Les éditions La Peuplade font maintenant dans la traduction. La première à bénéficier de ce traitement de faveur est l’écrivaine torontoise d’origine grecque Marianne Apostolides. Sa traductrice Madeleine Stratford donne ainsi accès à neuf récits dont la forme est finement ciselée, autant de méditations sur une épigraphe de Roland Barthes, selon qui le malheur du langage, sinon sa volupté, tient en sa qualité constitutivement fictionnelle. En ce sens, le sous-titre de Voluptés se lit comme une antiphrase ; ses quelque 200 pages s’attachent à montrer que la langue joue ce rôle de filtre entre la pensée et son objet, d’où cette réalité qui ne peut en être une, puisque médiatisée, partielle, voire partiale.
Les récits intègrent et mélangent différents genres, testimonial et épistolaire dans « Les joueurs de cerceau », le dialogue socratique dans « Deux dialogues (ou du courage) » et la réflexivité de l’essai philosophique, placé sous l’égide de Heidegger, Nietzsche et Platon.
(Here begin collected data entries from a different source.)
use std::collections::HashSet;
use crate::core::generator::AssignmentError;
use crate::models::{AssignmentSet, Member};

/// Check the generator preconditions and return the givers in input order
///
/// Checks run in a fixed order: member count, duplicate ids, then at least
/// one giver-eligible member.
pub fn validate_members(members: &[Member]) -> Result<Vec<&Member>, AssignmentError> {
    if members.len() < 2 {
        return Err(AssignmentError::InsufficientMembers { count: members.len() });
    }

    let mut seen = HashSet::with_capacity(members.len());
    for member in members {
        if !seen.insert(member.id.as_str()) {
            return Err(AssignmentError::DuplicateMember { id: member.id.clone() });
        }
    }

    let givers: Vec<&Member> = members.iter().filter(|m| m.can_give).collect();
    if givers.is_empty() {
        return Err(AssignmentError::NoEligibleGivers);
    }

    Ok(givers)
}

/// Check a generated set against the input it was built from
///
/// Every giver-eligible member appears exactly once as a giver, nobody else
/// gives, nobody gives to themself and every receiver is an input member.
pub fn verify_assignments(members: &[Member], set: &AssignmentSet) -> Result<(), AssignmentError> {
    let ids: HashSet<&str> = members.iter().map(|m| m.id.as_str()).collect();
    let givers: HashSet<&str> = members
        .iter()
        .filter(|m| m.can_give)
        .map(|m| m.id.as_str())
        .collect();

    let mut assigned = HashSet::with_capacity(set.len());
    for assignment in set {
        if assignment.giver_id == assignment.receiver_id {
            return Err(AssignmentError::UnresolvableAssignment {
                giver_id: assignment.giver_id.clone(),
            });
        }
        if !givers.contains(assignment.giver_id.as_str()) {
            return Err(AssignmentError::Inconsistent(format!(
                "{} is not eligible to give",
                assignment.giver_id
            )));
        }
        if !ids.contains(assignment.receiver_id.as_str()) {
            return Err(AssignmentError::Inconsistent(format!(
                "receiver {} is not a member",
                assignment.receiver_id
            )));
        }
        if !assigned.insert(assignment.giver_id.as_str()) {
            return Err(AssignmentError::Inconsistent(format!(
                "{} was assigned more than once",
                assignment.giver_id
            )));
        }
    }

    if assigned.len() != givers.len() {
        return Err(AssignmentError::Inconsistent(format!(
            "{} of {} givers assigned",
            assigned.len(),
            givers.len()
        )));
    }

    Ok(())
}
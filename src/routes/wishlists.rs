use actix_web::{web, HttpRequest, HttpResponse, Responder};
use validator::Validate;
use crate::models::{AddWishlistItemRequest, SetPurchasedRequest};
use crate::routes::{authenticate, exchange_error, validation_error, AppState};

/// Configure wishlist routes
pub fn configure(cfg: &mut web::ServiceConfig) {
    cfg
        .route("/groups/{group_id}/wishlists/{user_id}", web::get().to(get_wishlist))
        .route("/groups/{group_id}/wishlist/items", web::post().to(add_item))
        .route("/groups/{group_id}/wishlist/items/{item_id}", web::delete().to(delete_item))
        .route("/groups/{group_id}/wishlist/items/{item_id}/purchased", web::put().to(set_purchased));
}

/// A member's wishlist in a group
///
/// GET /api/v1/groups/{group_id}/wishlists/{user_id}
async fn get_wishlist(
    state: web::Data<AppState>,
    path: web::Path<(String, String)>,
    http_req: HttpRequest,
) -> impl Responder {
    let user = match authenticate(&state, &http_req).await {
        Ok(user) => user,
        Err(response) => return response,
    };

    let (group_id, owner_id) = path.into_inner();
    match state.exchange.wishlist(&user, &group_id, &owner_id).await {
        Ok(wishlist) => HttpResponse::Ok().json(wishlist),
        Err(e) => exchange_error(e),
    }
}

/// Add an item to the caller's wishlist
///
/// POST /api/v1/groups/{group_id}/wishlist/items
///
/// Request body:
/// ```json
/// {
///   "title": "string",
///   "description": "string",
///   "price": 19.99,
///   "link": "https://...",
///   "size": "M",
///   "priority": "high|medium|low"
/// }
/// ```
async fn add_item(
    state: web::Data<AppState>,
    path: web::Path<String>,
    req: web::Json<AddWishlistItemRequest>,
    http_req: HttpRequest,
) -> impl Responder {
    let user = match authenticate(&state, &http_req).await {
        Ok(user) => user,
        Err(response) => return response,
    };

    if let Err(errors) = req.validate() {
        return validation_error(errors);
    }

    match state.exchange.add_wishlist_item(&user, &path, &req).await {
        Ok(item) => HttpResponse::Created().json(item),
        Err(e) => exchange_error(e),
    }
}

async fn delete_item(
    state: web::Data<AppState>,
    path: web::Path<(String, String)>,
    http_req: HttpRequest,
) -> impl Responder {
    let user = match authenticate(&state, &http_req).await {
        Ok(user) => user,
        Err(response) => return response,
    };

    let (group_id, item_id) = path.into_inner();
    match state.exchange.delete_wishlist_item(&user, &group_id, &item_id).await {
        Ok(()) => HttpResponse::NoContent().finish(),
        Err(e) => exchange_error(e),
    }
}

/// Mark an item as purchased or not
///
/// PUT /api/v1/groups/{group_id}/wishlist/items/{item_id}/purchased
///
/// Request body:
/// ```json
/// { "purchased": true }
/// ```
async fn set_purchased(
    state: web::Data<AppState>,
    path: web::Path<(String, String)>,
    req: web::Json<SetPurchasedRequest>,
    http_req: HttpRequest,
) -> impl Responder {
    let user = match authenticate(&state, &http_req).await {
        Ok(user) => user,
        Err(response) => return response,
    };

    let (group_id, item_id) = path.into_inner();
    match state
        .exchange
        .set_purchased(&user, &group_id, &item_id, req.purchased)
        .await
    {
        Ok(()) => HttpResponse::NoContent().finish(),
        Err(e) => exchange_error(e),
    }
}
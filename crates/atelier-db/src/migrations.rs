//! # Database Migrations
//!
//! Embedded SQL migrations.
//!
//! ## Adding New Migrations
//!
//! 1. Create a new file in `migrations/sqlite/` with the next sequence number
//! 2. Name format: `NNN_description.sql` (e.g., `002_add_size_charts.sql`)
//! 3. Write idempotent SQL (use `IF NOT EXISTS` where possible)
//! 4. **NEVER** modify existing migrations - always add new ones

use sqlx::SqlitePool;
use tracing::info;

use crate::error::DbResult;

/// Embedded migrations from the workspace `migrations/sqlite` directory.
///
/// ```text
/// migrations/sqlite/
/// └── 001_initial_schema.sql  # people, catalog, orders, reviews, wishlists
/// ```
static MIGRATOR: sqlx::migrate::Migrator = sqlx::migrate!("../../migrations/sqlite");

/// Runs all pending database migrations. Idempotent.
pub async fn run_migrations(pool: &SqlitePool) -> DbResult<()> {
    info!("Checking for pending migrations");

    MIGRATOR.run(pool).await?;

    info!(count = MIGRATOR.migrations.len(), "All migrations applied");
    Ok(())
}

/// Returns `(total_migrations, applied_migrations)`, for health checks.
pub async fn migration_status(pool: &SqlitePool) -> DbResult<(usize, usize)> {
    let total = MIGRATOR.migrations.len();

    let applied: i64 = sqlx::query_scalar("SELECT COUNT(*) FROM _sqlx_migrations WHERE success = 1")
        .fetch_one(pool)
        .await?;

    Ok((total, applied as usize))
}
Dans la plupart des cas, l’écriture ne se fait pas volupté, mais catharsis. Elle vise à canaliser la souffrance d’un père traumatisé par la guerre civile grecque ou à apaiser les stigmates d’une adolescente anorexique. La mémoire des événements, du simple fait qu’elle est verbalisée, permet de transformer les souvenirs douloureux en une entreprise littéraire libératrice. Il y a cependant un prix à remuer les bouleversements passés, qui seront vécus deux fois plutôt qu’une : « […] cette histoire est la mienne et […] j’ai choisi de la raconter, de la laisser m’empreindre de ma juste part de honte ».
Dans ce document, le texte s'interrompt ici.